To do >> Go through the records below and return each line that has "WouldBlock" in it.

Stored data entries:
----

// 20 Hz motion loop
// Every tick drains the uplink socket, runs one MotionCore cycle, publishes the
// snapshot and services the power-control channel. Nothing inside the tick waits
// on I/O; startup failures are fatal, per-tick failures are logged.

use std::io::ErrorKind;
use std::net::SocketAddr;
use std::time::{Duration, Instant};

use tokio::net::UdpSocket;
use tokio::time::{MissedTickBehavior, interval};
use tracing::{debug, error, info, warn};

use crate::accessory::ServoLink;
use crate::can::CanBus;
use crate::config::{
    LOOP_HZ, MAX_POWER_DRAIN, MAX_UPLINK_DRAIN, RuntimeConfig, TOPIC_MOTION_STATUS, TOPIC_POWER_REQUEST,
};
use crate::messages::PowerEvent;
use crate::motion::MotionCore;
use crate::power::{self, CMD_CONNECT, PowerAction, PowerControl};
use crate::uplink::UplinkPacket;

/// Largest datagram we bother reading; anything longer is truncated and rejected by the parsers
const DATAGRAM_BUF_LEN: usize = 512;

/// Pull every queued uplink datagram (bounded), oldest first
fn drain_uplink(socket: &UdpSocket, buf: &mut [u8], out: &mut Vec<UplinkPacket>) {
    out.clear();
    while out.len() < MAX_UPLINK_DRAIN {
        match socket.try_recv_from(buf) {
            Ok((len, from)) => match UplinkPacket::parse(&buf[..len]) {
                Ok(packet) => out.push(packet),
                Err(e) => warn!("Bad uplink datagram from {}: {}", from, e),
            },
            Err(e) if e.kind() == ErrorKind::WouldBlock => return,
            Err(e) => {
                warn!("Uplink receive failed: {}", e);
                return;
            }
        }
    }
    debug!("Uplink drain hit the {} datagram limit", MAX_UPLINK_DRAIN);
}

/// Ground-station power socket; events are handed back for publishing
struct PowerChannel {
    socket: UdpSocket,
    ground_station: SocketAddr,
    control: PowerControl,
}

impl PowerChannel {
    /// Handle queued datagrams (bounded) and announce ourselves if due.
    /// Returns how many datagrams were read.
    fn service(&mut self, now: Instant, buf: &mut [u8], events: &mut Vec<PowerEvent>) -> usize {
        let mut count = 0;
        while count < MAX_POWER_DRAIN {
            let (len, from) = match self.socket.try_recv_from(buf) {
                Ok(received) => received,
                Err(e) if e.kind() == ErrorKind::WouldBlock => break,
                Err(e) => {
                    warn!("Power receive failed: {}", e);
                    break;
                }
            };
            count += 1;
            match self.control.handle(&buf[..len]) {
                Ok(PowerAction::Event(event)) => {
                    info!("Power request from {}: {:?}", from, event);
                    events.push(event);
                }
                Ok(PowerAction::Echo) => {
                    if let Err(e) = self.socket.try_send_to(&buf[..len], self.ground_station) {
                        warn!("Power keepalive echo failed: {}", e);
                    }
                }
                Ok(PowerAction::Ignore) => {}
                Err(e) => debug!("Bad power datagram from {}: {}", from, e),
            }
        }
        if count == MAX_POWER_DRAIN {
            debug!("Power drain hit the {} datagram limit", MAX_POWER_DRAIN);
        }

        if self.control.connect_due(now) {
            let packet = power::build_packet(CMD_CONNECT);
            if let Err(e) = self.socket.try_send_to(&packet, self.ground_station) {
                debug!("CONNECT to {} failed: {}", self.ground_station, e);
            }
        }
        count
    }
}

pub async fn run(config: RuntimeConfig) -> Result<(), Box<dyn std::error::Error + Send + Sync>> {
    let dialect = config.dialect;
    info!(
        "Firmware dialect: duty /{}, traction control {}, lights {}, servo {}",
        dialect.duty_divisor, dialect.traction_control, dialect.lights, dialect.servo
    );

    let bus = CanBus::open(&config.can_interface)?;
    let servo = if dialect.servo {
        Some(ServoLink::open(&config.servo_port, config.servo_baudrate)?)
    } else {
        None
    };

    let uplink = UdpSocket::bind(("0.0.0.0", config.uplink_port)).await?;
    info!("Listening for uplink on {}", uplink.local_addr()?);

    info!("Opening Zenoh session...");
    let session = zenoh::open(zenoh::Config::default()).await?;
    let pub_status = session.declare_publisher(TOPIC_MOTION_STATUS).await?;

    let pub_power = session.declare_publisher(TOPIC_POWER_REQUEST).await?;

    let mut power = PowerChannel {
        socket: UdpSocket::bind(("0.0.0.0", config.power_port)).await?,
        ground_station: config.ground_station_addr()?,
        control: PowerControl::default(),
    };
    info!(
        "Power control on {}, ground station {}",
        power.socket.local_addr()?,
        power.ground_station
    );

    let mut tick = interval(Duration::from_millis(1000 / LOOP_HZ));
    tick.set_missed_tick_behavior(MissedTickBehavior::Skip);

    let mut core = MotionCore::new(&config, bus, servo, Instant::now());
    let mut buf = [0u8; DATAGRAM_BUF_LEN];
    let mut packets = Vec::with_capacity(MAX_UPLINK_DRAIN);
    let mut power_events = Vec::new();

    info!(
        "Runtime started: {}Hz loop, {}ms uplink timeout",
        LOOP_HZ,
        config.uplink_timeout().as_millis()
    );
    info!("Publishing to: {}, {}", TOPIC_MOTION_STATUS, TOPIC_POWER_REQUEST);

    loop {
        // Scheduled tick time, not wall time, so timing stays on the 50 ms grid
        let now = tick.tick().await.into_std();

        drain_uplink(&uplink, &mut buf, &mut packets);
        let snapshot = core.tick(now, &packets);

        match serde_json::to_string(&snapshot) {
            Ok(json) => {
                if let Err(e) = pub_status.put(json).await {
                    error!("Failed to publish status: {}", e);
                }
            }
            Err(e) => error!("Failed to encode status: {}", e),
        }

        power_events.clear();
        power.service(now, &mut buf, &mut power_events);
        for event in &power_events {
            match serde_json::to_string(event) {
                Ok(json) => {
                    if let Err(e) = pub_power.put(json).await {
                        error!("Failed to publish power event: {}", e);
                    }
                }
                Err(e) => error!("Failed to encode power event: {}", e),
            }
        }
    }
}

#[cfg(test)]
mod tests {
    use super::*;
    use crate::power::{CMD_KEEPALIVE, CMD_REBOOT};

    async fn channel(ground_station: SocketAddr) -> PowerChannel {
        let socket = UdpSocket::bind("127.0.0.1:0").await.unwrap();
        PowerChannel {
            socket,
            ground_station,
            control: PowerControl::default(),
        }
    }

    async fn recv_within(socket: &UdpSocket, buf: &mut [u8]) -> (usize, SocketAddr) {
        tokio::time::timeout(Duration::from_secs(1), socket.recv_from(buf))
            .await
            .expect("no datagram within 1s")
            .unwrap()
    }

    #[tokio::test]
    async fn test_power_flood_is_bounded_per_tick() {
        let station = UdpSocket::bind("127.0.0.1:0").await.unwrap();
        let mut power = channel(station.local_addr().unwrap()).await;
        let target = power.socket.local_addr().unwrap();

        let sender = UdpSocket::bind("127.0.0.1:0").await.unwrap();
        let keepalive = power::build_packet(CMD_KEEPALIVE);
        for _ in 0..MAX_POWER_DRAIN + 10 {
            sender.send_to(&keepalive, target).await.unwrap();
        }
        sender.send_to(&power::build_packet(CMD_REBOOT), target).await.unwrap();

        power.socket.readable().await.unwrap();
        power.socket.writable().await.unwrap();
        let mut buf = [0u8; DATAGRAM_BUF_LEN];
        let mut events = Vec::new();

        assert_eq!(power.service(Instant::now(), &mut buf, &mut events), MAX_POWER_DRAIN);
        assert!(events.is_empty());

        // The rest waits for the next tick
        assert_eq!(power.service(Instant::now(), &mut buf, &mut events), 11);
        assert_eq!(events, vec![PowerEvent::RebootRequested]);
    }

    #[tokio::test]
    async fn test_keepalive_echoed_to_ground_station() {
        let station = UdpSocket::bind("127.0.0.1:0").await.unwrap();
        let mut power = channel(station.local_addr().unwrap()).await;
        let target = power.socket.local_addr().unwrap();

        // Sent from somewhere other than the ground station
        let sender = UdpSocket::bind("127.0.0.1:0").await.unwrap();
        let keepalive = power::build_packet(CMD_KEEPALIVE);
        sender.send_to(&keepalive, target).await.unwrap();

        power.socket.readable().await.unwrap();
        power.socket.writable().await.unwrap();
        let mut buf = [0u8; DATAGRAM_BUF_LEN];
        assert_eq!(power.service(Instant::now(), &mut buf, &mut Vec::new()), 1);
        assert!(power.control.connected());

        let mut echo = [0u8; DATAGRAM_BUF_LEN];
        let (len, from) = recv_within(&station, &mut echo).await;
        assert_eq!(&echo[..len], &keepalive[..]);
        assert_eq!(from, target);
    }

    #[tokio::test]
    async fn test_connect_announced_until_answered() {
        let station = UdpSocket::bind("127.0.0.1:0").await.unwrap();
        let mut power = channel(station.local_addr().unwrap()).await;
        power.socket.writable().await.unwrap();

        let mut buf = [0u8; DATAGRAM_BUF_LEN];
        assert_eq!(power.service(Instant::now(), &mut buf, &mut Vec::new()), 0);

        let mut got = [0u8; DATAGRAM_BUF_LEN];
        let (len, _) = recv_within(&station, &mut got).await;
        assert_eq!(power::parse_packet(&got[..len]), Ok(CMD_CONNECT));
    }
}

----

Result of the task >>
            Err(e) if e.kind() == ErrorKind::WouldBlock => return,
                Err(e) if e.kind() == ErrorKind::WouldBlock => break,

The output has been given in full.